Before his three-hour neck surgery for herniated disks in December, Peter Drier, 37, signed a pile of consent forms. A bank technology manager who had researched his insurance coverage, Mr. Drier was prepared when the bills started arriving: $56,000 from Lenox Hill Hospital in Manhattan, $4,300 from the anesthesiologist and even $133,000 from his orthopedist, who he knew would accept a fraction of that fee.
He was blindsided, though, by a bill of about $117,000 from an “assistant surgeon,” a Queens-based neurosurgeon whom Mr. Drier did not recall meeting.
“I thought I understood the risks,” Mr. Drier, who lives in New York City, said later. “But this was just so wrong — I had no choice and no negotiating power.”
…In an increasingly common practice that some medical experts call drive-by doctoring, assistants, consultants and other hospital employees are charging patients or their insurers hefty fees. They may be called in when the need for them is questionable. And patients usually do not realize they have been involved or are charging until the bill arrives.
The practice increases revenue for physicians and other health care workers at a time when insurers are cutting down reimbursement for many services. The surprise charges can be especially significant because, as in Mr. Drier’s case, they may involve out-of-network providers who bill 20 to 40 times the usual local rates and often collect the full amount, or a substantial portion.
RTFA. It’s long, detail and difficult to stomach. So much of modern medicine – especially if you need specialized care and treatment to maintain what passes for a normal life – is extortion.

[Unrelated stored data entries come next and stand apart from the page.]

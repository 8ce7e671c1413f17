//! findit-media: decoder routing and frame/audio extraction
//!
//! This crate provides:
//! - A capability-advertising decoder model (`Decoder`) with score-based probing
//! - A priority-sorted registry (`CompositeMediaService`) that routes probe,
//!   keyframe, audio, and scene-detection requests to the best backend
//! - FFmpeg-CLI based scene detection and keyframe/audio extraction
//! - A pure-Rust MP4/MOV prober and external vendor CLI bridges

pub mod bridge;
pub mod composite;
pub mod ffmpeg;
pub mod native;
pub mod process;

use async_trait::async_trait;
use std::path::{Path, PathBuf};
use thiserror::Error;

pub use bridge::{ToolBridge, BRAW_BRIDGE, RED_BRIDGE};
pub use composite::CompositeMediaService;
pub use ffmpeg::FfmpegDecoder;
pub use native::NativeMp4Decoder;

/// Errors produced by decoder routing and extraction
#[derive(Debug, Error)]
pub enum MediaError {
    #[error("no decoder available for {0}")]
    NoDecoderAvailable(PathBuf),

    #[error("operation not supported by decoder {decoder}: {operation}")]
    OperationNotSupported {
        decoder: &'static str,
        operation: &'static str,
    },

    #[error("probe failed for {path}: {reason}")]
    ProbeFailed { path: PathBuf, reason: String },

    #[error("decode failed: {0}")]
    DecodeFailed(String),

    #[error("tool not found on PATH: {0}")]
    ToolNotFound(String),

    #[error("{tool} exited with {status}: {stderr}")]
    ToolFailed {
        tool: String,
        status: i32,
        stderr: String,
    },

    #[error("unparseable output from {tool}: {reason}")]
    ToolOutputUnparseable { tool: String, reason: String },

    #[error("{tool} timed out after {seconds}s")]
    ToolTimedOut { tool: String, seconds: u64 },

    #[error("no audio stream found in {0}")]
    NoAudioStream(PathBuf),

    #[error("io error: {0}")]
    Io(#[from] std::io::Error),
}

pub type Result<T> = std::result::Result<T, MediaError>;

/// Kind of media a probe identified
#[derive(Debug, Clone, Copy, PartialEq, Eq, serde::Serialize, serde::Deserialize)]
#[serde(rename_all = "lowercase")]
pub enum MediaType {
    Video,
    Audio,
    Image,
}

/// Result of probing a file with a single decoder
///
/// `score` is 0..=100; 0 means the decoder cannot handle the file at all.
#[derive(Debug, Clone)]
pub struct ProbeResult {
    pub score: u8,
    pub media_type: MediaType,
    pub container: String,
    pub codec: String,
    pub duration: Option<f64>,
    pub resolution: Option<(u32, u32)>,
    pub fps: Option<f64>,
    pub has_audio: bool,
}

impl ProbeResult {
    /// A probe that rejects the file outright
    pub fn unsupported() -> Self {
        Self {
            score: 0,
            media_type: MediaType::Video,
            container: String::new(),
            codec: String::new(),
            duration: None,
            resolution: None,
            fps: None,
            has_audio: false,
        }
    }
}

/// Static advertisement of what a decoder handles
#[derive(Debug, Clone, Copy)]
pub struct DecoderCapability {
    pub name: &'static str,
    pub file_extensions: &'static [&'static str],
    pub priority: i32,
}

/// A detected scene: a half-open `[start, end)` range in seconds
#[derive(Debug, Clone, Copy, PartialEq)]
pub struct SceneSpan {
    pub start: f64,
    pub end: f64,
}

impl SceneSpan {
    pub fn duration(&self) -> f64 {
        self.end - self.start
    }
}

/// Tunables for scene segmentation
#[derive(Debug, Clone)]
pub struct SceneDetectConfig {
    /// scdet score threshold (0..=100); lower detects more cuts
    pub threshold: f64,
    /// Boundaries closer than this to the previous one are merged
    pub min_scene_len: f64,
}

impl Default for SceneDetectConfig {
    fn default() -> Self {
        Self {
            threshold: 10.0,
            min_scene_len: 1.0,
        }
    }
}

/// Orthogonal capability: decoders that can segment a timeline into scenes
///
/// Deliberately separate from the decoding operations; most backends forward
/// to the one registry member that implements it.
#[async_trait]
pub trait SceneDetect: Send + Sync {
    async fn detect_scenes(
        &self,
        path: &Path,
        duration: f64,
        config: &SceneDetectConfig,
    ) -> Result<Vec<SceneSpan>>;
}

/// The known decoder backends
///
/// Modeled as a sum type: routing is over a closed set of backends plus the
/// externally parameterized CLI bridge variant.
pub enum Decoder {
    NativeMp4(NativeMp4Decoder),
    FfmpegCli(FfmpegDecoder),
    CliBridge(ToolBridge),
}

impl Decoder {
    pub fn capability(&self) -> DecoderCapability {
        match self {
            Decoder::NativeMp4(d) => d.capability(),
            Decoder::FfmpegCli(d) => d.capability(),
            Decoder::CliBridge(d) => d.capability(),
        }
    }

    pub fn name(&self) -> &'static str {
        self.capability().name
    }

    /// Whether this backend can write audio output at all
    pub fn supports_audio_output(&self) -> bool {
        match self {
            Decoder::NativeMp4(_) => false,
            Decoder::FfmpegCli(_) => true,
            Decoder::CliBridge(d) => d.supports_audio_output(),
        }
    }

    /// Whether this backend can produce still frames
    pub fn supports_keyframes(&self) -> bool {
        match self {
            Decoder::NativeMp4(_) => false,
            Decoder::FfmpegCli(_) | Decoder::CliBridge(_) => true,
        }
    }

    pub async fn probe(&self, path: &Path) -> Result<ProbeResult> {
        match self {
            Decoder::NativeMp4(d) => d.probe(path).await,
            Decoder::FfmpegCli(d) => d.probe(path).await,
            Decoder::CliBridge(d) => d.probe(path).await,
        }
    }

    /// Extract one JPEG per requested timestamp, best effort
    ///
    /// The returned vector is parallel to `times`; a frame that could not be
    /// decoded is reported as `None` rather than failing the batch.
    pub async fn extract_keyframes(
        &self,
        path: &Path,
        times: &[f64],
        out_dir: &Path,
        max_dim: u32,
    ) -> Result<Vec<Option<PathBuf>>> {
        match self {
            Decoder::NativeMp4(_) => Err(MediaError::OperationNotSupported {
                decoder: self.name(),
                operation: "extract_keyframes",
            }),
            Decoder::FfmpegCli(d) => d.extract_keyframes(path, times, out_dir, max_dim).await,
            Decoder::CliBridge(d) => d.extract_keyframes(path, times, out_dir, max_dim).await,
        }
    }

    pub async fn extract_audio(
        &self,
        path: &Path,
        out_path: &Path,
        sample_rate: u32,
    ) -> Result<PathBuf> {
        match self {
            Decoder::NativeMp4(_) | Decoder::CliBridge(_) => {
                Err(MediaError::OperationNotSupported {
                    decoder: self.name(),
                    operation: "extract_audio",
                })
            }
            Decoder::FfmpegCli(d) => d.extract_audio(path, out_path, sample_rate).await,
        }
    }

    /// Extract only a time range of the audio track
    pub async fn extract_audio_range(
        &self,
        path: &Path,
        out_path: &Path,
        sample_rate: u32,
        start: f64,
        duration: f64,
    ) -> Result<PathBuf> {
        match self {
            Decoder::NativeMp4(_) | Decoder::CliBridge(_) => {
                Err(MediaError::OperationNotSupported {
                    decoder: self.name(),
                    operation: "extract_audio_range",
                })
            }
            Decoder::FfmpegCli(d) => {
                d.extract_audio_range(path, out_path, sample_rate, start, duration)
                    .await
            }
        }
    }

    /// The scene-detection capability, when this backend has one
    pub fn scene_detector(&self) -> Option<&dyn SceneDetect> {
        match self {
            Decoder::FfmpegCli(d) => Some(d),
            Decoder::NativeMp4(_) | Decoder::CliBridge(_) => None,
        }
    }
}

/// Lowercased extension of a path, if any
pub(crate) fn file_extension(path: &Path) -> Option<String> {
    path.extension()
        .and_then(|e| e.to_str())
        .map(|e| e.to_ascii_lowercase())
}

#[cfg(test)]
mod tests {
    use super::*;

    #[test]
    fn test_scene_span_duration() {
        let span = SceneSpan {
            start: 1.5,
            end: 4.0,
        };
        assert!((span.duration() - 2.5).abs() < f64::EPSILON);
    }

    #[test]
    fn test_unsupported_probe_scores_zero() {
        assert_eq!(ProbeResult::unsupported().score, 0);
    }

    #[test]
    fn test_file_extension_lowercases() {
        assert_eq!(
            file_extension(Path::new("/a/B.MOV")),
            Some("mov".to_string())
        );
        assert_eq!(file_extension(Path::new("/a/noext")), None);
    }
}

I’ve been fortunate to know a number of physicians in my life who are dedicated to the original tenets of the Hippocratic oath. I’ve met some greedy bastards like those in this article. They are as contemptible as Bernie Madoff or, say, a lawyer whose dedication to “providing constitutional rights” to the scumbags of the nation pays for a new Ferrari every four or five years to go with their country club subscription and greens fees.
They are thieves in the same class as Congress.
The article makes no mention; but, fee-splitting and kickbacks are also a likely part of this corruption.